On March 11, U.S. Trade Representative Jamieson Greer announced a series of investigations into structural excess capacity in manufacturing sectors across a group of countries, including China, the European Union, and Southeast Asian countries.
The investigations are expected to conclude before the Section 122 tariffs expire in July, potentially setting the stage for further trade measures.
According to Yeh, a key issue is whether China is willing to provide a reciprocal investment environment for U.S. companies.
“If China is willing to open up on that front, then a summit might be meaningful,” he told The Epoch Times. “Otherwise, the Feb. 4 Trump–Xi phone call was already enough to reassure the world that the competition between the two countries will not escalate into a kinetic conflict.”
On Feb. 4, Trump said he and Xi had a “long and thorough call” discussing subjects including Iran, Taiwan, and the Russia–Ukraine. The president wrote in a Truth Social post that the discussion was “very positive,” and he described his relationship with Xi as “extremely good.”
“We both realize how important it is to keep it that way,” Trump wrote.
Domestic Pressures Raise Stakes for Xi
Xi also faces mounting challenges at home.
Recently, he purged Zhang Youxia, a vice chairman of the Central Military Commission and effectively the second-highest-ranking military leader in China. Zhang is the highest-ranking military figure ever removed in Xi’s sweeping anti-corruption campaign, which has targeted more than 100 senior officials since 2022, according to the Washington-based think tank Center for Strategic and International Studies.
In Cai’s view, Xi needs to stabilize the internal Chinese communist system. At the same time, Xi is widely expected to seek another five-year term as leader of the Chinese Communist Party, making political consolidation ahead of next year particularly important.
Against this backdrop, Cai added, a gesture of goodwill from the United States—long seen by Beijing as a crucial external support for China’s economic growth—would be highly valuable for Xi.
Sources in Beijing told Cai that Xi may be willing to offer concessions, such as placing a large order for Boeing aircraft or announcing major Chinese investments in the United States.

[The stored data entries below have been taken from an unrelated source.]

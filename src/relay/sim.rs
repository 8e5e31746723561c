//! In-memory relay board
//!
//! Stands in for real hardware on development machines and in tests. A button
//! is either wired (a module is plugged into its port) or floating. During the
//! boot probe a wired button line holds the low level it was driven to until it
//! is first sampled, a floating one is pulled straight up; after that sample a
//! wired button idles high until `press` pulls it low.

use super::board::{EdgeHandler, GpioError, Level, PinBank};
use std::collections::{HashMap, HashSet};
use std::sync::{Mutex, MutexGuard};
use tracing::debug;

#[derive(Default)]
struct SimState {
    levels: HashMap<u8, Level>,
    inputs: HashSet<u8>,
    wired: HashSet<u8>,
    probing: HashSet<u8>,
    handlers: HashMap<u8, Vec<EdgeHandler>>,
}

impl SimState {
    fn fire(&mut self, pin: u8) {
        if let Some(handlers) = self.handlers.get_mut(&pin) {
            for handler in handlers.iter_mut() {
                handler();
            }
        }
    }
}

#[derive(Default)]
pub struct SimulatedBoard {
    state: Mutex<SimState>,
}

impl SimulatedBoard {
    pub fn new() -> Self {
        Self::default()
    }

    /// Board with modules plugged into the given button pins
    pub fn with_wired_buttons(buttons: &[u8]) -> Self {
        let board = Self::new();
        for pin in buttons {
            board.wire_button(*pin);
        }
        board
    }

    fn state(&self) -> MutexGuard<'_, SimState> {
        // A panicking test thread must not wedge every later access
        self.state.lock().unwrap_or_else(|poisoned| poisoned.into_inner())
    }

    pub fn wire_button(&self, pin: u8) {
        self.state().wired.insert(pin);
    }

    /// Pulls a button low, firing edge handlers on a high-to-low transition
    pub fn press(&self, pin: u8) {
        let mut state = self.state();
        let previous = state.levels.insert(pin, Level::Low);
        if previous != Some(Level::Low) {
            state.fire(pin);
        }
    }

    pub fn release(&self, pin: u8) {
        self.state().levels.insert(pin, Level::High);
    }

    /// Fires the edge handlers without changing the level (contact bounce)
    pub fn bounce(&self, pin: u8) {
        self.state().fire(pin);
    }

    pub fn level(&self, pin: u8) -> Option<Level> {
        self.state().levels.get(&pin).copied()
    }
}

impl PinBank for SimulatedBoard {
    fn configure_output(&self, pin: u8, level: Level) -> Result<(), GpioError> {
        let mut state = self.state();
        state.inputs.remove(&pin);
        state.probing.remove(&pin);
        state.levels.insert(pin, level);
        Ok(())
    }

    fn configure_input(&self, pin: u8) -> Result<(), GpioError> {
        let mut state = self.state();
        state.inputs.insert(pin);
        if state.wired.contains(&pin) {
            state.probing.insert(pin);
        } else {
            state.levels.insert(pin, Level::High);
        }
        Ok(())
    }

    fn read(&self, pin: u8) -> Result<Level, GpioError> {
        let mut state = self.state();
        let level = *state.levels.get(&pin).ok_or(GpioError::Unconfigured(pin))?;
        if state.probing.remove(&pin) {
            debug!("Simulated pin {} probed {}", pin, level);
            state.levels.insert(pin, Level::High);
        }
        Ok(level)
    }

    fn write(&self, pin: u8, level: Level) -> Result<(), GpioError> {
        let mut state = self.state();
        if state.inputs.contains(&pin) {
            return Err(GpioError::WrongMode {
                pin,
                wanted: "output",
            });
        }
        state.levels.insert(pin, level);
        Ok(())
    }

    fn on_falling_edge(&self, pin: u8, handler: EdgeHandler) -> Result<(), GpioError> {
        let mut state = self.state();
        if !state.inputs.contains(&pin) {
            return Err(GpioError::WrongMode {
                pin,
                wanted: "input",
            });
        }
        state.handlers.entry(pin).or_default().push(handler);
        Ok(())
    }
}

#[cfg(test)]
mod tests {
    use super::*;
    use std::sync::atomic::{AtomicUsize, Ordering};
    use std::sync::Arc;

    #[test]
    fn probe_distinguishes_wired_from_floating() {
        let board = SimulatedBoard::with_wired_buttons(&[17]);
        for pin in [17, 19] {
            board.configure_output(pin, Level::Low).unwrap();
            board.configure_input(pin).unwrap();
        }
        assert_eq!(board.read(17).unwrap(), Level::Low);
        assert_eq!(board.read(19).unwrap(), Level::High);
        // wired button idles high once probed
        assert_eq!(board.read(17).unwrap(), Level::High);
    }

    #[test]
    fn press_fires_only_on_falling_edge() {
        let board = SimulatedBoard::new();
        board.configure_input(17).unwrap();
        let edges = Arc::new(AtomicUsize::new(0));
        let counter = edges.clone();
        board
            .on_falling_edge(
                17,
                Box::new(move || {
                    counter.fetch_add(1, Ordering::SeqCst);
                }),
            )
            .unwrap();

        board.press(17);
        board.press(17);
        assert_eq!(edges.load(Ordering::SeqCst), 1);
        board.bounce(17);
        assert_eq!(edges.load(Ordering::SeqCst), 2);
        board.release(17);
        board.press(17);
        assert_eq!(edges.load(Ordering::SeqCst), 3);
    }

    #[test]
    fn inputs_reject_writes() {
        let board = SimulatedBoard::new();
        board.configure_input(4).unwrap();
        assert!(board.write(4, Level::High).is_err());
    }
}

Another possible concession, Cai added, could be granting medical parole to Hong Kong media tycoon Jimmy Lai.
Lai, 78, was convicted under Beijing’s national security law late last year and sentenced to 20 years in prison. Trump has personally urged Xi to release him.
Whether such gestures materialize or not, analysts say Beijing’s lower growth target reflects mounting economic pressure extending from weakening exports to persistent trade tensions with the United States.